While I would not have expressed it quite so baldly, I do think Gene makes a valid point here --- admittedly concerning George's style rather than Jim's. The trouble with briefly fashionable jargon such as "cool" (along with heaven knows how many similarly irritating terms of approbation) is that it pigeonholes its author within some recent but no longer fashionable generation, thereby both losing respect from any later waves with which he may have been intending to ingratiate himself, as well as appearing juvenile to those more (unapologetically) antique.
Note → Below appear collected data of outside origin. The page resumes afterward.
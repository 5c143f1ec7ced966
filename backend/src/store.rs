use std::collections::{BTreeMap, HashSet};
use std::io::ErrorKind;
use std::path::Path;
use serde::{Deserialize, Serialize};
use thiserror::Error;
use tracing::{debug, info};
use shared::{CreatePollRequest, Poll, PollId, PollSummary};

#[derive(Debug, Error, PartialEq, Eq)]
pub enum StoreError {
    #[error("Poll not found")]
    NotFound,
    #[error("Invalid option index")]
    InvalidOption,
    #[error("Already voted")]
    AlreadyVoted,
    #[error("Data file unavailable: {0}")]
    Io(String),
    #[error("Data file is corrupt: {0}")]
    Corrupt(String),
}

/// A poll as kept on disk, with the fingerprints that already voted on it.
#[derive(Debug, Clone, Serialize, Deserialize, PartialEq, Eq)]
pub struct StoredPoll {
    #[serde(flatten)]
    pub poll: Poll,
    #[serde(default)]
    pub voters: HashSet<String>,
}

#[derive(Debug)]
pub struct PollStore {
    polls: BTreeMap<PollId, StoredPoll>,
    next_id: PollId,
    dirty: bool,
}

impl Default for PollStore {
    fn default() -> Self {
        Self { polls: BTreeMap::new(), next_id: 1, dirty: false }
    }
}

impl PollStore {
    pub fn new() -> Self {
        Self::default()
    }

    pub fn from_polls(polls: Vec<StoredPoll>) -> Self {
        let next_id = polls.iter().map(|stored| stored.poll.id).max().map_or(1, |max| max + 1);
        let polls = polls.into_iter().map(|stored| (stored.poll.id, stored)).collect();
        Self { polls, next_id, dirty: false }
    }

    /// A missing file is an empty store.
    pub fn load(path: &Path) -> Result<Self, StoreError> {
        let raw = match std::fs::read_to_string(path) {
            Ok(raw) => raw,
            Err(e) if e.kind() == ErrorKind::NotFound => {
                info!("No data file at {}, starting empty", path.display());
                return Ok(Self::new());
            }
            Err(e) => return Err(StoreError::Io(e.to_string())),
        };
        let raw = raw.trim_start_matches('\u{feff}');
        if raw.trim().is_empty() {
            return Ok(Self::new());
        }
        let polls: Vec<StoredPoll> =
            serde_json::from_str(raw).map_err(|e| StoreError::Corrupt(e.to_string()))?;
        if let Some(bad) = polls.iter().find(|stored| !stored.poll.is_consistent()) {
            return Err(StoreError::Corrupt(format!("poll {} has mismatched votes", bad.poll.id)));
        }
        let store = Self::from_polls(polls);
        info!("Loaded {} polls from {}, next id {}", store.polls.len(), path.display(), store.next_id);
        Ok(store)
    }

    pub fn to_json(&self) -> Result<String, StoreError> {
        let polls: Vec<&StoredPoll> = self.polls.values().collect();
        serde_json::to_string_pretty(&polls).map_err(|e| StoreError::Corrupt(e.to_string()))
    }

    /// Serializes the store and clears the dirty flag, or returns `None` when
    /// nothing changed since the last call.
    pub fn take_snapshot(&mut self) -> Result<Option<String>, StoreError> {
        if !self.dirty {
            return Ok(None);
        }
        let json = self.to_json()?;
        self.dirty = false;
        Ok(Some(json))
    }

    pub fn mark_dirty(&mut self) {
        self.dirty = true;
    }

    pub fn is_dirty(&self) -> bool {
        self.dirty
    }

    pub fn next_id(&self) -> PollId {
        self.next_id
    }

    pub fn list(&self) -> Vec<PollSummary> {
        self.polls.values().map(|stored| stored.poll.summary()).collect()
    }

    pub fn get(&self, id: PollId) -> Result<Poll, StoreError> {
        self.polls.get(&id).map(|stored| stored.poll.clone()).ok_or(StoreError::NotFound)
    }

    /// Expects a request that already passed validation.
    pub fn create(&mut self, request: CreatePollRequest) -> Poll {
        let id = self.next_id;
        self.next_id += 1;
        let poll = Poll::new(id, request.question, request.options);
        self.polls.insert(id, StoredPoll { poll: poll.clone(), voters: HashSet::new() });
        self.dirty = true;
        debug!(poll_id = id, "poll created");
        poll
    }

    pub fn vote(&mut self, id: PollId, option: usize, fingerprint: &str) -> Result<Poll, StoreError> {
        let stored = self.polls.get_mut(&id).ok_or(StoreError::NotFound)?;
        if option >= stored.poll.votes.len() {
            return Err(StoreError::InvalidOption);
        }
        if !stored.voters.insert(fingerprint.to_string()) {
            return Err(StoreError::AlreadyVoted);
        }
        stored.poll.votes[option] += 1;
        self.dirty = true;
        Ok(stored.poll.clone())
    }
}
Fred Lunnon On 7/2/15, Mike Stay <metaweta@gmail.com> wrote:
How sad---you're probably missing lots of cool stuff!
On Thu, Jul 2, 2015 at 9:12 AM, Eugene Salamin via math-fun <math-fun@mailman.xmission.com> wrote:
When an author describes something as "cool", unless it has to do with temperature, I tend to think the author is an idiot, and I move on to something else.
-- Gene
From: George Hart <george@georgehart.com> To: math-fun@mailman.xmission.com Sent: Thursday, July 2, 2015 6:36 AM Subject: Re: [math-fun] Draft of "The Lessons of a Square-Wheeled Trike"
Hi Jim,
You asked about the hypocycloid with gears in ratio 2:1 being used in a straight-line mechanism. That possibility was well known in the 1800s but I don't know examples of its practical use. See for example Mechanism 329 in the book 507 Mechanical Movements: http://507movements.com/mm_329.html
In your discussion of MoMath, I think you miss a bigger point that part of the intention in the exhibits is to show people that Math is Cool (I even put that literally on the walls of the rest rooms) and is a living, creative subject. When explaining the square wheeled trike exhibit, besides the issue of catenaries, I also try to explain that the more math you know the more cool things you can think of and create, and that math is valuable for creative arts and design in addition to the usual subjects people think of when talking about applied mathematics. These aspects of mathematics that are obvious to mathematicians are not well understood by the public.